Activity in the euro zone’s manufacturing sector rose to a 31-month high in December, beating expectations, but a third consecutive monthly decline in the services index did little to boost economic growth expectations in the region in the fourth quarter.

A preliminary reading of the manufacturing purchasing managers’ index, or PMI, published by Markit on Monday, rose to 52.7 in December, from 51.6 in November, and higher than the 51.9 number forecast by analysts. Service sector PMI fell to a four-month low of 51.0 in December, from 51.2 in November and lower than a 51.5 consensus figure. The composite output PMI, based on surveys of the manufacturing and service sectors, rose to a three-month high of 52.1 in December, from 51.7 in November, above a 51.9 expected reading.

“The rise in the PMI after two successive monthly falls is a big relief and puts the recovery back on track,” Chris Williamson, chief economist at Markit, said in a statement. “The upturn means that, over the final quarter, businesses saw the strongest growth since the first half of 2011, and have now enjoyed two consecutive quarters of growth.”

“On the downside, the PMI is signaling a mere 0.2% expansion of GDP in the fourth quarter, suggesting the recovery remains both weak and fragile,” Williamson added.

Manufacturing output and new orders rose for the sixth consecutive month, fueled by rising exports, but the service sector was hurt by lackluster demand within the euro zone.

Germany’s factory activity echoed the growth in the euro zone's manufacturing sector, with a PMI reading of 54.2 in December, up from 52.7 in the previous month. However, the German service sector PMI was at 54.0, down from 55.7 in November, while its composite PMI was pegged at 55.2 in December, down slightly from 55.4 in the previous month.

The French manufacturing sector contracted to 47.1 in December, down from 48.4 in November, while the country's service sector also stayed below the 50-point mark that separates expansion from contraction, at 47.4 in December, down from 48.0 in the previous month. Composite PMI fell to 47.0 in December, from 48.0 in November.

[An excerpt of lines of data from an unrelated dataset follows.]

//! # grain-storage
//!
//! Durable state for virtual actors ("grains") on top of a key-value store.
//!
//! A grain's whole state is one JSON value stored under
//! `{provider}-{grain_type}-{grain_id}.json`. The host reads it on activation,
//! writes it after state-mutating turns and clears it on explicit reset.
//!
//! ## Crate Architecture
//!
//! ```text
//! ┌─────────────────────────────────────────────────────────────┐
//! │  KvGrainStorage (provider)                                  │
//! │   • read_state / write_state / clear_state                  │
//! │   • init, subscribed to the host SiloLifecycle              │
//! ├──────────────────┬──────────────────┬───────────────────────┤
//! │  key             │  codec           │  store                │
//! │  • derive_key    │  • JsonCodec     │  • KvStore trait      │
//! │  • StorageKey    │  • Serializer-   │  • InMemoryKvStore    │
//! │                  │    Settings      │  • FileKvStore        │
//! │                  │                  │  • StoreConnector     │
//! ├──────────────────┴──────────────────┴───────────────────────┤
//! │  id (GrainId) · options · lifecycle · error                 │
//! └─────────────────────────────────────────────────────────────┘
//! ```
//!
//! ## Quick Start
//!
//! ```rust,ignore
//! use grain_storage::*;
//!
//! let storage = Arc::new(KvGrainStorage::new(
//!     "accounts",
//!     GrainStorageOptions::builder()
//!         .connection_string("file:///var/lib/grains")
//!         .build(),
//! ));
//!
//! let mut lifecycle = SiloLifecycle::new();
//! storage.clone().participate(&mut lifecycle);
//! lifecycle.start().await?;
//!
//! let id = GrainId::from("42");
//! let mut state = GrainState::new(Account { balance: 100 });
//! storage.write_state("Account", &id, &state).await?;
//! storage.read_state("Account", &id, &mut state).await?;
//! ```

#![warn(missing_docs)]

pub mod codec;
pub mod error;
pub mod id;
pub mod key;
pub mod lifecycle;
pub mod options;
pub mod provider;
pub mod store;
pub mod traits;

// Re-exports
pub use codec::{JsonCodec, SerializerSettings, StateCodec, TypeNameHandling};
pub use error::{
    CodecError, GrainStorageError, InitError, LifecycleError, OperationError, StoreError,
};
pub use id::{GrainId, GrainKey};
pub use key::{derive_key, StorageKey};
pub use lifecycle::{
    LifecycleObserver, LifecycleParticipant, ObserverError, ProviderState, ServiceLifecycleStage,
    SiloLifecycle, StartupError,
};
pub use options::{GrainStorageOptions, GrainStorageOptionsBuilder, SerializerSettingsHook};
pub use provider::{KvGrainStorage, ProviderEvent};
pub use store::{DefaultConnector, FileKvStore, InMemoryKvStore, KvStore, StoreConnector};
pub use traits::{GrainState, GrainStorage};
//! State serialization.
//!
//! Grain state crosses the durable boundary as JSON. How the JSON is rendered
//! (compact or indented, with or without a type tag) is fixed once per
//! provider in a [`SerializerSettings`] value; every [`JsonCodec`] call reads
//! that value and never changes it.

use serde::de::DeserializeOwned;
use serde::{Deserialize, Serialize};
use serde_json::{Map, Value};
use std::sync::Arc;

use crate::error::{CodecError, InitError};

/// Controls whether payloads carry the name of the state type.
#[derive(Debug, Clone, Copy, Default, PartialEq, Eq, Serialize, Deserialize)]
#[serde(rename_all = "snake_case")]
pub enum TypeNameHandling {
    /// Bare payload, no type tag.
    #[default]
    None,
    /// Insert a type tag field into JSON object payloads only.
    Objects,
    /// Tag every payload; non-object payloads are wrapped.
    All,
}

/// Serializer configuration, immutable once a provider is initialized.
#[derive(Debug, Clone, PartialEq, Eq, Serialize, Deserialize)]
#[serde(default)]
pub struct SerializerSettings {
    /// Tag with the full type path instead of the last path segment.
    pub use_full_type_names: bool,
    /// Render indented JSON.
    pub indent_output: bool,
    /// Type tag policy.
    pub type_name_handling: TypeNameHandling,
    /// Field holding the type tag.
    pub type_tag_field: String,
    /// Field holding a wrapped non-object payload.
    pub value_field: String,
}

impl Default for SerializerSettings {
    fn default() -> Self {
        Self {
            use_full_type_names: false,
            indent_output: false,
            type_name_handling: TypeNameHandling::None,
            type_tag_field: "$type".to_string(),
            value_field: "$value".to_string(),
        }
    }
}

impl SerializerSettings {
    /// Check that the tag and wrapper field names are usable.
    pub fn validate(&self) -> Result<(), InitError> {
        if self.type_tag_field.is_empty() {
            return Err(InitError::InvalidSettings(
                "type_tag_field cannot be empty".to_string(),
            ));
        }
        if self.value_field.is_empty() {
            return Err(InitError::InvalidSettings(
                "value_field cannot be empty".to_string(),
            ));
        }
        if self.type_tag_field == self.value_field {
            return Err(InitError::InvalidSettings(format!(
                "type_tag_field and value_field are both '{}'",
                self.value_field
            )));
        }
        Ok(())
    }

    /// Name written into the type tag for `T`.
    ///
    /// Derived from [`std::any::type_name`], so tags are only stable across
    /// builds of the same compiler and crate layout.
    pub fn type_name_of<T: ?Sized>(&self) -> String {
        let full = std::any::type_name::<T>();
        if self.use_full_type_names {
            full.to_string()
        } else {
            short_type_name(full)
        }
    }
}

/// Trait for encoding and decoding grain state.
pub trait StateCodec {
    /// Encode state to its storage representation.
    fn encode<T: Serialize>(&self, state: &T) -> Result<Vec<u8>, CodecError>;

    /// Decode a stored payload. Never called with an absent payload.
    fn decode<T: DeserializeOwned>(&self, data: &[u8]) -> Result<T, CodecError>;
}

/// JSON codec bound to one shared settings value.
#[derive(Debug, Clone, Default)]
pub struct JsonCodec {
    settings: Arc<SerializerSettings>,
}

impl JsonCodec {
    /// Create a codec over shared settings.
    pub fn new(settings: Arc<SerializerSettings>) -> Self {
        Self { settings }
    }

    /// The settings this codec renders with.
    pub fn settings(&self) -> &SerializerSettings {
        &self.settings
    }

    fn render<V: Serialize + ?Sized>(&self, value: &V) -> Result<Vec<u8>, CodecError> {
        let rendered = if self.settings.indent_output {
            serde_json::to_vec_pretty(value)
        } else {
            serde_json::to_vec(value)
        };
        rendered.map_err(|e| CodecError::Serialization(e.to_string()))
    }

    fn tag(&self, payload: Value, type_name: String) -> Value {
        let settings = &*self.settings;
        match payload {
            // An object using either reserved field is wrapped whole.
            Value::Object(mut map)
                if !map.contains_key(&settings.type_tag_field)
                    && !map.contains_key(&settings.value_field) =>
            {
                map.insert(settings.type_tag_field.clone(), Value::String(type_name));
                Value::Object(map)
            }
            Value::Object(map) => self.wrap(Value::Object(map), type_name),
            other if settings.type_name_handling == TypeNameHandling::All => {
                self.wrap(other, type_name)
            }
            other => other,
        }
    }

    fn wrap(&self, payload: Value, type_name: String) -> Value {
        let mut map = Map::new();
        map.insert(self.settings.type_tag_field.clone(), Value::String(type_name));
        map.insert(self.settings.value_field.clone(), payload);
        Value::Object(map)
    }

    fn untag<T: ?Sized>(&self, value: Value) -> Result<Value, CodecError> {
        let settings = &*self.settings;
        let mut map = match value {
            Value::Object(map) => map,
            other => return Ok(other),
        };
        let tag = match map.get(&settings.type_tag_field) {
            Some(Value::String(tag)) => tag.clone(),
            _ => return Ok(Value::Object(map)),
        };

        let full = std::any::type_name::<T>();
        if tag != full && tag != short_type_name(full) {
            return Err(CodecError::Deserialization(format!(
                "payload is tagged '{}', expected '{}'",
                tag,
                settings.type_name_of::<T>()
            )));
        }

        map.remove(&settings.type_tag_field);
        if map.len() == 1 {
            if let Some(inner) = map.remove(&settings.value_field) {
                return Ok(inner);
            }
        }
        Ok(Value::Object(map))
    }
}

impl StateCodec for JsonCodec {
    fn encode<T: Serialize>(&self, state: &T) -> Result<Vec<u8>, CodecError> {
        if self.settings.type_name_handling == TypeNameHandling::None {
            return self.render(state);
        }
        let payload =
            serde_json::to_value(state).map_err(|e| CodecError::Serialization(e.to_string()))?;
        let tagged = self.tag(payload, self.settings.type_name_of::<T>());
        self.render(&tagged)
    }

    fn decode<T: DeserializeOwned>(&self, data: &[u8]) -> Result<T, CodecError> {
        let de = |e: serde_json::Error| CodecError::Deserialization(e.to_string());
        if self.settings.type_name_handling == TypeNameHandling::None {
            return serde_json::from_slice(data).map_err(de);
        }
        let value: Value = serde_json::from_slice(data).map_err(de)?;
        let value = self.untag::<T>(value)?;
        serde_json::from_value(value).map_err(de)
    }
}

/// Strip module paths from every segment of a type name.
///
/// `alloc::vec::Vec<app::Account>` becomes `Vec<Account>`.
fn short_type_name(full: &str) -> String {
    fn last_segment(path: &str) -> &str {
        path.rsplit("::").next().unwrap_or(path)
    }

    let mut out = String::with_capacity(full.len());
    let mut start = 0;
    for (i, c) in full.char_indices() {
        if c.is_alphanumeric() || c == '_' || c == ':' {
            continue;
        }
        out.push_str(last_segment(&full[start..i]));
        out.push(c);
        start = i + c.len_utf8();
    }
    out.push_str(last_segment(&full[start..]));
    out
}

“It’s the unbalanced nature of the upturn among member states that is the most worrying. France looks increasingly like the new ‘sick man of Europe,’ as a second successive monthly contraction may translate into another quarterly decline in GDP, pushing the country back into a technical recession. In contrast, the December survey data round off a solid quarter of growth in Germany, in which GDP looks set to rise by 0.5%,” Williamson said.